*YOUR TASK*
Beneath this task are records; print exactly the stretch of them from the line with "Ok(toml::from_str(&contents)?)" through the line with "if let Some(kind)", both ends included.

*DATA EXTRACT*

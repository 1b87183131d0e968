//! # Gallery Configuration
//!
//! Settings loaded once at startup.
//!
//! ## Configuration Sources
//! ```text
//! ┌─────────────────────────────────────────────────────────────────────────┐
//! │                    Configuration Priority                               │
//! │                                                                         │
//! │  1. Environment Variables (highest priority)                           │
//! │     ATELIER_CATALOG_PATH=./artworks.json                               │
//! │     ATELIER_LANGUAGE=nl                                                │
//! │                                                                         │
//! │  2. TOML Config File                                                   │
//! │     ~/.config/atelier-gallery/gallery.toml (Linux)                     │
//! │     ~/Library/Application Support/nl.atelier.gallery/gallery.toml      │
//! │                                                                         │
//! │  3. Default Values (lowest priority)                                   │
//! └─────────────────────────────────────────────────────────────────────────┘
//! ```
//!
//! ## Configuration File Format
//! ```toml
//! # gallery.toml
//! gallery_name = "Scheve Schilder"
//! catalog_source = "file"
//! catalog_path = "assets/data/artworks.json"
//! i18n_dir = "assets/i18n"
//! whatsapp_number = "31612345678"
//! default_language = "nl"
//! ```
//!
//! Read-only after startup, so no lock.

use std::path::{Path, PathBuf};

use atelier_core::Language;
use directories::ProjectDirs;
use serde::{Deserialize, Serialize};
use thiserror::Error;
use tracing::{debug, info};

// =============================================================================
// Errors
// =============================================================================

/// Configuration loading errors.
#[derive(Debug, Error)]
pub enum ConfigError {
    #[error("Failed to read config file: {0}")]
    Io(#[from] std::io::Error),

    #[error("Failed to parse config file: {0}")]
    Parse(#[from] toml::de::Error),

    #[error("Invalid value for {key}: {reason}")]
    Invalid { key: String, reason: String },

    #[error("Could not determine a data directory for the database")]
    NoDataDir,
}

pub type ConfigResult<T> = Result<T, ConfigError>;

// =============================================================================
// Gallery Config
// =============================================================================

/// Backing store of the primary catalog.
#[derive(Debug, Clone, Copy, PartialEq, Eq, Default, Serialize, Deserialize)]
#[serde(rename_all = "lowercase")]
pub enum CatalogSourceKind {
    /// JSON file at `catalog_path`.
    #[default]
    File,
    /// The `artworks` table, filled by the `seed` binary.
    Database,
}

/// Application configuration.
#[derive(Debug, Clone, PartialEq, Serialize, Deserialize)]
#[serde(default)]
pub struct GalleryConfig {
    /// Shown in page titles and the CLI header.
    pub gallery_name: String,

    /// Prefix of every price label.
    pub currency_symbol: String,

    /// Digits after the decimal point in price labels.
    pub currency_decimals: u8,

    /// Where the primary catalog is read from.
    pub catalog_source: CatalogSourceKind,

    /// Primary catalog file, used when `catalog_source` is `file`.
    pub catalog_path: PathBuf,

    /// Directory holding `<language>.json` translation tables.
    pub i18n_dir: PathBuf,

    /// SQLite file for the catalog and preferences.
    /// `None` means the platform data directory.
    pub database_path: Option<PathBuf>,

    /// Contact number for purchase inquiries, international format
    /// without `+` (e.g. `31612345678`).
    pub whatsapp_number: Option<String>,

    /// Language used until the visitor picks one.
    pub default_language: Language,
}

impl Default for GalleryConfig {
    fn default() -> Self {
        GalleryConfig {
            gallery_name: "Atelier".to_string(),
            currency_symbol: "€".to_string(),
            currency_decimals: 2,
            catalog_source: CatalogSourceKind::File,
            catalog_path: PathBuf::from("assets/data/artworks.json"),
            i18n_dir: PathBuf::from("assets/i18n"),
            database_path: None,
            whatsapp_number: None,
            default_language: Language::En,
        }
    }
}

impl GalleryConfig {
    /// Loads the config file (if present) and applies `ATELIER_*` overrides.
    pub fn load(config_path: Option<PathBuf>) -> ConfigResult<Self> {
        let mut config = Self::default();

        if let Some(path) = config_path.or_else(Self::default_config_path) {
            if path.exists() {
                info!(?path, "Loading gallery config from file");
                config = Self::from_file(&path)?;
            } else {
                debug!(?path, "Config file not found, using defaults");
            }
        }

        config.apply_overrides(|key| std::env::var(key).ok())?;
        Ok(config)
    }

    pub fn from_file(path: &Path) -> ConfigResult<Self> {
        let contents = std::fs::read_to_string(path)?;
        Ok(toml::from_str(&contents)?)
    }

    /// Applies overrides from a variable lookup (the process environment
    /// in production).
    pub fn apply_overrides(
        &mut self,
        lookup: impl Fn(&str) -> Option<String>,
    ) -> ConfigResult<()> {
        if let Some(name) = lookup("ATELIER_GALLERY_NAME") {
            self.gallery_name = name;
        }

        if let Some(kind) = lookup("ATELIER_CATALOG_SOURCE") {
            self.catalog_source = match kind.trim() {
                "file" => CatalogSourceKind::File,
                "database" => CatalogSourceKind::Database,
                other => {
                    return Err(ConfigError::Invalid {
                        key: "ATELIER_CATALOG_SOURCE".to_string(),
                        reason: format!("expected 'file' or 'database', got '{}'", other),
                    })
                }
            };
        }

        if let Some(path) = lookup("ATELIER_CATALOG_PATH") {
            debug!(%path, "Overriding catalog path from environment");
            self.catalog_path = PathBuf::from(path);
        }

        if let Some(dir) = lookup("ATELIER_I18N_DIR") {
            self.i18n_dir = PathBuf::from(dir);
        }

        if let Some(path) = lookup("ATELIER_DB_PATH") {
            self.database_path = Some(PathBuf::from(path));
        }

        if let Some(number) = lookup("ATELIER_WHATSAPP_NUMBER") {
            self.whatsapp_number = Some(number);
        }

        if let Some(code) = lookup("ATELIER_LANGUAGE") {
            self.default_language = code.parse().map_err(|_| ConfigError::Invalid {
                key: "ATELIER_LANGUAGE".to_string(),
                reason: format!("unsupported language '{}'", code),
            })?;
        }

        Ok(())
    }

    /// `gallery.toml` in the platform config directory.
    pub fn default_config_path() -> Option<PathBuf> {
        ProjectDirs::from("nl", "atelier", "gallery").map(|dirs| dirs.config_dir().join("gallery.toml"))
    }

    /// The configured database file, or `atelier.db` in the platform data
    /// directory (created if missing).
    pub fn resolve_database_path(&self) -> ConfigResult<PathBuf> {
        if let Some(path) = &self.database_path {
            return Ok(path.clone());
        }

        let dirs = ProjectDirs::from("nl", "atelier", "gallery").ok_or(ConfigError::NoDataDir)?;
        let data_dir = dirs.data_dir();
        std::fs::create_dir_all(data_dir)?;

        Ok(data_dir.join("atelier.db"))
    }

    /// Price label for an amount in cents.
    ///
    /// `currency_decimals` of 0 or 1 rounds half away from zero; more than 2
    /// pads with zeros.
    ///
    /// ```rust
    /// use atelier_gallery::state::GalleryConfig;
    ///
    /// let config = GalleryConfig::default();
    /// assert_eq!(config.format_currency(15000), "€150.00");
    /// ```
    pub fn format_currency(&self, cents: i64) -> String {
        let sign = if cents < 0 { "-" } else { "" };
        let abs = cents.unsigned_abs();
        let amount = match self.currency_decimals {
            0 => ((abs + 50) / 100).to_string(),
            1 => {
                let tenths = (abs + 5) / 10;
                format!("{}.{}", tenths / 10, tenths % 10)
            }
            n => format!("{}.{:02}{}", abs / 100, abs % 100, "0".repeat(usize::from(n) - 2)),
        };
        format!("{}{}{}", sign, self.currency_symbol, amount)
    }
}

...

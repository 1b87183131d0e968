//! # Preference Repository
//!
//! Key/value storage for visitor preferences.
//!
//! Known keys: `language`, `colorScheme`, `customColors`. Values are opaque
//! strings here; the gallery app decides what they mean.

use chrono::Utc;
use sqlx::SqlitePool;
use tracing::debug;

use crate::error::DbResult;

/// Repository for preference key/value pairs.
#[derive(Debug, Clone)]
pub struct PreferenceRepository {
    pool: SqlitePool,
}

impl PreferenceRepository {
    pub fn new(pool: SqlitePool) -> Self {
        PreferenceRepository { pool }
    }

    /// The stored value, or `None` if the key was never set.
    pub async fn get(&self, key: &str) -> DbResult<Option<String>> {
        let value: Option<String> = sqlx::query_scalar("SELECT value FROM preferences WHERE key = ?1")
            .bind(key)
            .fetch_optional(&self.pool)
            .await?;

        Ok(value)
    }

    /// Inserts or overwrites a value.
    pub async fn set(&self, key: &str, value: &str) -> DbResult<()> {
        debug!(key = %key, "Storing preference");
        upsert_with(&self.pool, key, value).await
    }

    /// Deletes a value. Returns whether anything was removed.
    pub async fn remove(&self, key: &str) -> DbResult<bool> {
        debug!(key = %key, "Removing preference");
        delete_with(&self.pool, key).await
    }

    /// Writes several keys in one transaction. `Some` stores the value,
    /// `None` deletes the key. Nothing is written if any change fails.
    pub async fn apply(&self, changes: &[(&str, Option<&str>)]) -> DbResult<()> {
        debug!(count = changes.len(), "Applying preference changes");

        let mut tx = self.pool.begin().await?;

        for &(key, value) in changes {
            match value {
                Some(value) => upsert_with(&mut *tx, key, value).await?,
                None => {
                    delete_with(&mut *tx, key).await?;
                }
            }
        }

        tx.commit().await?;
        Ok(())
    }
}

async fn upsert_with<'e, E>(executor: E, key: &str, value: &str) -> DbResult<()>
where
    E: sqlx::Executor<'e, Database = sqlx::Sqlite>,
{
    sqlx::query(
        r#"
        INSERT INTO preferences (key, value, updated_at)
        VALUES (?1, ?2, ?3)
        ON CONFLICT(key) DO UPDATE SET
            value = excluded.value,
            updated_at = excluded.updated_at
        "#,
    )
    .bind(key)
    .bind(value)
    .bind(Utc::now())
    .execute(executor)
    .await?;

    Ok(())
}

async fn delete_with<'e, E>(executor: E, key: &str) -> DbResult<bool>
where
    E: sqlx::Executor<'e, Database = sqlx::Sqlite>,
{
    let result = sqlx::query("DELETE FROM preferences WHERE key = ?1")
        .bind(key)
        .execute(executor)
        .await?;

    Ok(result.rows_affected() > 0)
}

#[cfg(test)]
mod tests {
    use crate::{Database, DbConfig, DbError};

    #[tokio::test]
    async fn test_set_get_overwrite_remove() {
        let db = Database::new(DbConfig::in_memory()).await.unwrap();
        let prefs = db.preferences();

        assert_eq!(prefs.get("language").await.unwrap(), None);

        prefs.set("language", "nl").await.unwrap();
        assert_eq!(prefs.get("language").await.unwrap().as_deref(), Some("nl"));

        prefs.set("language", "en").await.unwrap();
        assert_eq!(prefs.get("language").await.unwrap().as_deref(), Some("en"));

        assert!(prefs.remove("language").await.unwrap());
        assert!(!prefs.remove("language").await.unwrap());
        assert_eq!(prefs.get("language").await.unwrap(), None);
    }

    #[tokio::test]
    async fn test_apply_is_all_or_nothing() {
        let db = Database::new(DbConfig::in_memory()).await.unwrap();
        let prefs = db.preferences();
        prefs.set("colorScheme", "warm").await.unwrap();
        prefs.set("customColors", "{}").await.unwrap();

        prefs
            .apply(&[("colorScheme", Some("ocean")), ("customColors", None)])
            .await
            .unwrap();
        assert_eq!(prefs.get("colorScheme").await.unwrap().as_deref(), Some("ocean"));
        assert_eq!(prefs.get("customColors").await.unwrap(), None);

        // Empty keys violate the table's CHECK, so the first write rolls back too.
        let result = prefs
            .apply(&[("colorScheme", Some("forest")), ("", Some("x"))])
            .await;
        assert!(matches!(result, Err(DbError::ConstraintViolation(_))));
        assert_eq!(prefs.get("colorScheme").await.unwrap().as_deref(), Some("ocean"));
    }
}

*PROBLEM SOLUTION*
        Ok(toml::from_str(&contents)?)
    }

    /// Applies overrides from a variable lookup (the process environment
    /// in production).
    pub fn apply_overrides(
        &mut self,
        lookup: impl Fn(&str) -> Option<String>,
    ) -> ConfigResult<()> {
        if let Some(name) = lookup("ATELIER_GALLERY_NAME") {
            self.gallery_name = name;
        }

        if let Some(kind) = lookup("ATELIER_CATALOG_SOURCE") {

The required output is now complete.